● **Problem to work on**
Copy the entries exactly, through the "across discovery rounds." line.
╔══
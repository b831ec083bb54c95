// # Discovery Traits
//
// Defines the interfaces for broadcast-address enumeration and for the
// per-domain discovery probe.
//
// ## Broadcast domains
//
// A host attached to several interfaces (LAN plus a VPN tunnel, say) sits
// in several broadcast domains at once, and the set changes as interfaces
// attach and detach. `BroadcastSource` is therefore re-read on every
// discovery round, never cached: staleness here silently causes false
// negatives.
//
// ## Probes
//
// `DeviceProbe` performs one best-effort sweep of one broadcast domain.
// The probe owns its timeout and must never block indefinitely; the
// locator imposes no additional deadline.

use async_trait::async_trait;
use std::collections::HashMap;
use std::net::Ipv4Addr;

/// What kind of device a discovery reply describes
///
/// Checked by value when filtering discovery results; anything that is
/// not a controllable plug is `Other`.
#[derive(Debug, Clone, Copy, PartialEq, Eq, serde::Serialize, serde::Deserialize)]
#[serde(rename_all = "lowercase")]
pub enum DeviceKind {
    /// A controllable smart plug
    Plug,
    /// Any other device answering the discovery protocol
    Other,
}

/// One device's answer to a discovery probe
///
/// Several `DeviceInfo` values for the same address may arrive from
/// different concurrent probes when broadcast domains overlap; duplicates
/// are reconciled by address, last-writer-wins, since the fields are
/// stable per device.
#[derive(Debug, Clone, PartialEq, Eq)]
pub struct DeviceInfo {
    /// Network address the device answered from
    pub address: String,
    /// Human-assigned name the device reports
    pub alias: String,
    /// Device kind reported by the discovery reply
    pub kind: DeviceKind,
}

/// Trait for enumerating the host's current IPv4 broadcast addresses
///
/// Implementations read live interface state; callers must not cache the
/// result across discovery rounds.
pub trait BroadcastSource: Send + Sync {
    /// The broadcast address of every broadcast-capable local interface
    fn broadcast_addresses(&self) -> Result<Vec<Ipv4Addr>, crate::Error>;
}

/// Trait for the per-domain discovery primitive
#[async_trait]
pub trait DeviceProbe: Send + Sync {
    /// Sweep one broadcast domain, keyed by responding address
    ///
    /// Best-effort: an empty map is a normal outcome for a quiet domain,
    /// not an error. Bounded by the implementation's own timeout.
    async fn probe(&self, broadcast: Ipv4Addr)
    -> Result<HashMap<String, DeviceInfo>, crate::Error>;
}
╚══
● **Written solution**
repository b831ec083bb54c95
// # Discovery Traits
//
// Defines the interfaces for broadcast-address enumeration and for the
// per-domain discovery probe.
//
// ## Broadcast domains
//
// A host attached to several interfaces (LAN plus a VPN tunnel, say) sits
// in several broadcast domains at once, and the set changes as interfaces
// attach and detach. `BroadcastSource` is therefore re-read on every
// discovery round, never cached: staleness here silently causes false
// negatives.
//
// ## Probes
//
// `DeviceProbe` performs one best-effort sweep of one broadcast domain.
// The probe owns its timeout and must never block indefinitely; the
// locator imposes no additional deadline.

use async_trait::async_trait;
use std::collections::HashMap;
use std::net::Ipv4Addr;

/// What kind of device a discovery reply describes
///
/// Checked by value when filtering discovery results; anything that is
/// not a controllable plug is `Other`.
#[derive(Debug, Clone, Copy, PartialEq, Eq, serde::Serialize, serde::Deserialize)]
#[serde(rename_all = "lowercase")]
pub enum DeviceKind {
    /// A controllable smart plug
    Plug,
    /// Any other device answering the discovery protocol
    Other,
}

/// One device's answer to a discovery probe
///
/// Several `DeviceInfo` values for the same address may arrive from
/// different concurrent probes when broadcast domains overlap; duplicates
/// are reconciled by address, last-writer-wins, since the fields are
/// stable per device.
#[derive(Debug, Clone, PartialEq, Eq)]
pub struct DeviceInfo {
    /// Network address the device answered from
    pub address: String,
    /// Human-assigned name the device reports
    pub alias: String,
    /// Device kind reported by the discovery reply
    pub kind: DeviceKind,
}

/// Trait for enumerating the host's current IPv4 broadcast addresses
///
/// Implementations read live interface state; callers must not cache the
/// result across discovery rounds.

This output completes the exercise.